TASK DETAILS: Search the records for the word "tarde" and report each line that has it.
== SOURCE INFORMATION
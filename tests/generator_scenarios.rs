use chrono::NaiveTime;
use serde_json::{json, Value};
use timetable_wizard::algorithm::filters::has_day_with_multiple_classes;
use timetable_wizard::models::{Coordinates, Location};
use timetable_wizard::{
    count_timetables, generate_timetables, CancelToken, CandidateSection, Day, GenerateRequest, GeneratorConfig,
    GeneratorError, InMemoryCatalog, Options, Timeslot, TimetableGenerator,
};

fn t(h: u32, m: u32) -> NaiveTime {
    NaiveTime::from_hms_opt(h, m, 0).unwrap()
}

fn section(id: i64, slots: &[(Day, (u32, u32), (u32, u32))], open: i32) -> CandidateSection {
    let ts = slots
        .iter()
        .map(|&(d, (h1, m1), (h2, m2))| Timeslot::new(d, t(h1, m1), t(h2, m2), None).unwrap())
        .collect();
    CandidateSection::new(id, ts, open)
}

fn run(groups: Vec<Vec<CandidateSection>>, options: &Options) -> (Vec<Vec<i64>>, u64) {
    let cfg = GeneratorConfig::sequential();
    let tables = generate_timetables(groups.clone(), options, &cfg).unwrap();
    let count = count_timetables(groups, options, &cfg).unwrap();
    (tables.iter().map(|t| t.section_ids()).collect(), count)
}

#[test]
fn test_touching_boundary_is_not_overlap() {
    // 9:00-9:50 y 9:50-10:40 el mismo lunes: se tocan pero no chocan
    let a = section(1, &[(Day::Mon, (9, 0), (9, 50))], 5);
    let b = section(2, &[(Day::Mon, (9, 50), (10, 40))], 5);
    let (ids, count) = run(vec![vec![a], vec![b]], &Options::default());
    assert_eq!(ids, vec![vec![1, 2]]);
    assert_eq!(count, 1);
}

#[test]
fn test_overlap_gives_nothing() {
    let a = section(1, &[(Day::Mon, (9, 0), (9, 50))], 5);
    let b = section(2, &[(Day::Mon, (9, 30), (10, 20))], 5);
    let (ids, count) = run(vec![vec![a], vec![b]], &Options::default());
    assert!(ids.is_empty());
    assert_eq!(count, 0);
}

#[test]
fn test_minimum_interval_rejects_short_gap() {
    let a = section(1, &[(Day::Mon, (9, 0), (9, 50))], 5);
    let b = section(2, &[(Day::Mon, (10, 0), (10, 50))], 5);
    let opts = Options { minimum_interval: Some(chrono::Duration::minutes(15)), ..Options::default() };
    let (ids, count) = run(vec![vec![a.clone()], vec![b.clone()]], &opts);
    assert!(ids.is_empty());
    assert_eq!(count, 0);

    // con 10 minutos de mínimo la brecha alcanza
    let opts = Options { minimum_interval: Some(chrono::Duration::minutes(10)), ..Options::default() };
    assert_eq!(run(vec![vec![a], vec![b]], &opts).1, 1);
}

#[test]
fn test_shared_signature_expands_to_every_section() {
    let g0: Vec<CandidateSection> = (1..=3).map(|id| section(id, &[(Day::Tue, (10, 0), (11, 15))], 5)).collect();
    let g1 = vec![section(9, &[(Day::Wed, (8, 0), (9, 0))], 5)];
    let (ids, count) = run(vec![g0, g1], &Options::default());
    assert_eq!(ids, vec![vec![1, 9], vec![2, 9], vec![3, 9]]);
    assert_eq!(count, 3);
}

#[test]
fn test_maximum_interval_and_consecutive_limits() {
    let a = section(1, &[(Day::Mon, (8, 0), (9, 0))], 5);
    let b = section(2, &[(Day::Mon, (9, 10), (10, 0))], 5);
    let c = section(3, &[(Day::Mon, (10, 10), (11, 0))], 5);
    let far = section(4, &[(Day::Mon, (16, 0), (17, 0))], 5);
    let groups = vec![vec![a], vec![b], vec![c, far]];

    // tres seguidas con brechas de 10 minutos: con máximo 2 sólo sirve la de la tarde
    let opts = Options { allow_consec: Some(2), ..Options::default() };
    assert_eq!(run(groups.clone(), &opts).0, vec![vec![1, 2, 4]]);

    // la de la tarde deja 6 horas de hueco
    let opts = Options { maximum_interval: Some(chrono::Duration::hours(2)), ..Options::default() };
    assert_eq!(run(groups, &opts).0, vec![vec![1, 2, 3]]);
}

#[test]
fn test_seat_filter_never_returns_full_sections() {
    let g0 = vec![section(1, &[(Day::Mon, (8, 0), (9, 0))], 0), section(2, &[(Day::Mon, (8, 0), (9, 0))], 3)];
    let g1 = vec![section(3, &[(Day::Tue, (8, 0), (9, 0))], -1), section(4, &[(Day::Thu, (8, 0), (9, 0))], 1)];
    let opts = Options { allow_only_open_section: true, ..Options::default() };
    let tables = generate_timetables(vec![g0, g1], &opts, &GeneratorConfig::sequential()).unwrap();
    assert_eq!(tables.len(), 1);
    assert!(tables.iter().all(|t| t.sections.iter().all(|s| s.open_seats > 0)));
}

#[test]
fn test_early_start_filter() {
    let g0 = vec![section(1, &[(Day::Mon, (8, 0), (9, 0))], 5), section(2, &[(Day::Mon, (10, 0), (11, 0))], 5)];
    let opts = Options { minimum_start_time: Some(t(9, 0)), ..Options::default() };
    assert_eq!(run(vec![g0], &opts).0, vec![vec![2]]);
}

#[test]
fn test_one_class_a_day_filter() {
    let g0 = vec![section(1, &[(Day::Mon, (8, 0), (9, 0))], 5), section(2, &[(Day::Tue, (8, 0), (9, 0))], 5)];
    let g1 = vec![section(3, &[(Day::Mon, (10, 0), (11, 0))], 5), section(4, &[(Day::Wed, (10, 0), (11, 0))], 5)];
    let opts = Options { allow_one_class_a_day: false, ..Options::default() };
    let tables = generate_timetables(vec![g0.clone(), g1.clone()], &opts, &GeneratorConfig::sequential()).unwrap();
    assert_eq!(tables.iter().map(|t| t.section_ids()).collect::<Vec<_>>(), vec![vec![1, 3]]);
    for table in &tables {
        let keys: Vec<_> = table.timeslots().map(|s| s.key()).collect();
        assert!(has_day_with_multiple_classes(&keys));
    }
    assert_eq!(count_timetables(vec![g0, g1], &opts, &GeneratorConfig::sequential()).unwrap(), 1);
}

#[test]
fn test_zero_choice_group_gives_no_timetables() {
    let g0 = vec![section(1, &[(Day::Mon, (8, 0), (9, 0))], 5)];
    let g1 = vec![section(2, &[(Day::Tue, (8, 0), (9, 0))], 0)];
    let opts = Options { allow_only_open_section: true, ..Options::default() };
    assert_eq!(run(vec![g0, g1], &opts), (vec![], 0));
}

#[test]
fn test_walking_rule_only_when_allow_run_is_false() {
    let loc = |lat: f64| Location {
        building: "B".into(),
        room: "101".into(),
        coordinates: Some(Coordinates { latitude: lat, longitude: -70.6 }),
    };
    let a = CandidateSection::new(1, vec![Timeslot::new(Day::Fri, t(9, 0), t(9, 50), Some(loc(-33.40))).unwrap()], 5);
    // ~5.5 km en 10 minutos
    let b = CandidateSection::new(2, vec![Timeslot::new(Day::Fri, t(10, 0), t(10, 50), Some(loc(-33.45))).unwrap()], 5);
    let groups = vec![vec![a], vec![b]];

    assert_eq!(run(groups.clone(), &Options::default()).1, 1);
    let opts = Options { allow_run: false, ..Options::default() };
    assert_eq!(run(groups, &opts), (vec![], 0));
}

#[test]
fn test_placeholder_coordinates_count_as_unknown() {
    let loc = |c: Coordinates| Location { building: "B".into(), room: "1".into(), coordinates: Some(c) };
    let a = CandidateSection::new(1, vec![Timeslot::new(Day::Fri, t(9, 0), t(9, 50), Some(loc(Coordinates::PLACEHOLDER))).unwrap()], 5);
    let far = Coordinates { latitude: 10.0, longitude: 10.0 };
    let b = CandidateSection::new(2, vec![Timeslot::new(Day::Fri, t(10, 0), t(10, 50), Some(loc(far))).unwrap()], 5);
    let opts = Options { allow_run: false, ..Options::default() };
    assert_eq!(run(vec![vec![a], vec![b]], &opts).1, 1);
}

#[test]
fn test_parallel_output_matches_sequential() {
    let mk = |base: i64, day: Day| -> Vec<CandidateSection> {
        (0..4).map(|i| section(base + i, &[(day, (8 + i as u32, 0), (9 + i as u32, 0))], 5)).collect()
    };
    let groups = vec![mk(10, Day::Mon), mk(20, Day::Mon), mk(30, Day::Tue), mk(40, Day::Mon)];
    let seq = generate_timetables(groups.clone(), &Options::default(), &GeneratorConfig::sequential()).unwrap();
    let cfg = GeneratorConfig { threads: 4, ..GeneratorConfig::sequential() };
    let par = generate_timetables(groups, &Options::default(), &cfg).unwrap();
    assert!(!seq.is_empty());
    assert_eq!(seq, par);
}

#[test]
fn test_unscheduled_sections_policy() {
    let g0 = vec![CandidateSection::new(1, vec![], 5), section(2, &[(Day::Mon, (8, 0), (9, 0))], 5)];
    let cfg = GeneratorConfig::sequential();
    assert_eq!(count_timetables(vec![g0.clone()], &Options::default(), &cfg).unwrap(), 1);

    let cfg = GeneratorConfig { include_unscheduled_sections: true, ..cfg };
    assert_eq!(count_timetables(vec![g0], &Options::default(), &cfg).unwrap(), 2);
}

fn catalog_json() -> Value {
    json!([
        { "id": 101, "open_seats": 4, "name": "Cálculo I", "section_code": "101",
          "timeslots": [{ "day": "M", "start": "08:30", "end": "09:50" }, { "day": "W", "start": "08:30", "end": "09:50" }] },
        { "id": 102, "open_seats": 0,
          "timeslots": [{ "day": "Tu", "start": "08:30", "end": "09:50" }] },
        { "id": 201, "open_seats": 10,
          "timeslots": [{ "day": "M", "start": "10:00", "end": "11:20" }] }
    ])
}

#[test]
fn test_json_request_through_catalog() {
    let catalog = InMemoryCatalog::from_json_value(catalog_json()).unwrap();
    let generator = TimetableGenerator::new(catalog, GeneratorConfig::sequential());
    let body = json!({
        "groups": [[101, 102], [201]],
        "options": {
            "minimum_start_time": "08:00",
            "minimum_interval": null,
            "maximum_interval": null,
            "allow_consec": null,
            "allow_one_class_a_day": true,
            "allow_only_open_section": true,
            "ignored_key": 1
        }
    });
    let tables = generator.generate_json(&body).unwrap();
    assert_eq!(tables.len(), 1);
    assert_eq!(tables[0].section_ids(), vec![101, 201]);
    assert_eq!(tables[0].sections[0].meta.name, "Cálculo I");
    assert_eq!(generator.count_json(&body).unwrap(), 1);

    let out = serde_json::to_value(&tables[0]).unwrap();
    assert_eq!(out["sections"][0]["timeslots"][0]["start"], "08:30");
}

#[test]
fn test_missing_section_and_bad_options() {
    let catalog = InMemoryCatalog::from_json_value(catalog_json()).unwrap();
    let generator = TimetableGenerator::new(catalog, GeneratorConfig::sequential());

    let err = generator
        .generate(&GenerateRequest::new(vec![vec![101], vec![999]], Options::default()))
        .unwrap_err();
    assert!(matches!(err, GeneratorError::InvalidInput(_)));

    let err = generator
        .generate_json(&json!({ "groups": [[101]], "options": { "minimum_start_time": "8am" } }))
        .unwrap_err();
    assert!(matches!(err, GeneratorError::InvalidOption { ref key, .. } if key == "minimum_start_time"));
}

#[test]
fn test_cancelled_generation_is_an_error_not_empty() {
    let catalog = InMemoryCatalog::from_json_value(catalog_json()).unwrap();
    let token = CancelToken::new();
    let generator = TimetableGenerator::new(catalog, GeneratorConfig::sequential()).with_cancel_token(token.clone());
    token.cancel();
    let err = generator.count(&GenerateRequest::new(vec![vec![101], vec![201]], Options::default())).unwrap_err();
    assert!(matches!(err, GeneratorError::SearchAborted { .. }));
}

#[test]
fn test_expired_deadline_aborts_generation() {
    let groups = vec![
        vec![section(1, &[(Day::Mon, (9, 0), (10, 0))], 5)],
        vec![section(2, &[(Day::Tue, (9, 0), (10, 0))], 5)],
    ];
    let cfg = GeneratorConfig { deadline: Some(std::time::Duration::ZERO), ..GeneratorConfig::sequential() };
    let err = generate_timetables(groups.clone(), &Options::default(), &cfg).unwrap_err();
    assert!(matches!(err, GeneratorError::SearchAborted { .. }));
    let err = count_timetables(groups, &Options::default(), &cfg).unwrap_err();
    assert!(matches!(err, GeneratorError::SearchAborted { .. }));

    // TIMETABLE_DEADLINE_MS=0 llega al mismo resultado
    let cfg = GeneratorConfig::from_lookup(|k| (k == "TIMETABLE_DEADLINE_MS").then(|| "0".to_string())).unwrap();
    let catalog = InMemoryCatalog::from_json_value(catalog_json()).unwrap();
    let generator = TimetableGenerator::new(catalog, cfg);
    let err = generator.count(&GenerateRequest::new(vec![vec![101]], Options::default())).unwrap_err();
    assert!(matches!(err, GeneratorError::SearchAborted { .. }));
}

#[test]
fn test_generous_deadline_returns_normal_results() {
    let g0: Vec<CandidateSection> = (1..=3).map(|id| section(id, &[(Day::Tue, (10, 0), (11, 15))], 5)).collect();
    let g1 = vec![section(9, &[(Day::Wed, (8, 0), (9, 0))], 5)];
    let cfg = GeneratorConfig { deadline: Some(std::time::Duration::from_secs(60)), ..GeneratorConfig::sequential() };
    let tables = generate_timetables(vec![g0.clone(), g1.clone()], &Options::default(), &cfg).unwrap();
    assert_eq!(tables.iter().map(|t| t.section_ids()).collect::<Vec<_>>(), vec![vec![1, 9], vec![2, 9], vec![3, 9]]);
    assert_eq!(count_timetables(vec![g0, g1], &Options::default(), &cfg).unwrap(), 3);
}

#[test]
fn test_minimum_interval_above_maximum_is_accepted() {
    // cada regla sólo mira pares del mismo día: lunes y martes no se afectan
    let catalog: InMemoryCatalog =
        vec![section(1, &[(Day::Mon, (9, 0), (10, 0))], 5), section(2, &[(Day::Tue, (9, 0), (10, 0))], 5)]
            .into_iter()
            .collect();
    let generator = TimetableGenerator::new(catalog, GeneratorConfig::sequential());
    let body = json!({
        "groups": [[1], [2]],
        "options": {
            "minimum_start_time": null,
            "minimum_interval": "01:00",
            "maximum_interval": "00:30",
            "allow_consec": null,
            "allow_one_class_a_day": true,
            "allow_only_open_section": false
        }
    });
    assert_eq!(generator.count_json(&body).unwrap(), 1);

    let typed = Options {
        minimum_interval: Some(chrono::Duration::hours(1)),
        maximum_interval: Some(chrono::Duration::minutes(30)),
        ..Options::default()
    };
    let groups = vec![
        vec![section(1, &[(Day::Mon, (9, 0), (10, 0))], 5)],
        vec![section(2, &[(Day::Tue, (9, 0), (10, 0))], 5)],
    ];
    assert_eq!(count_timetables(groups, &typed, &GeneratorConfig::sequential()).unwrap(), 1);
}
====
THE ANSWER:
    // tres seguidas con brechas de 10 minutos: con máximo 2 sólo sirve la de la tarde
    // la de la tarde deja 6 horas de hueco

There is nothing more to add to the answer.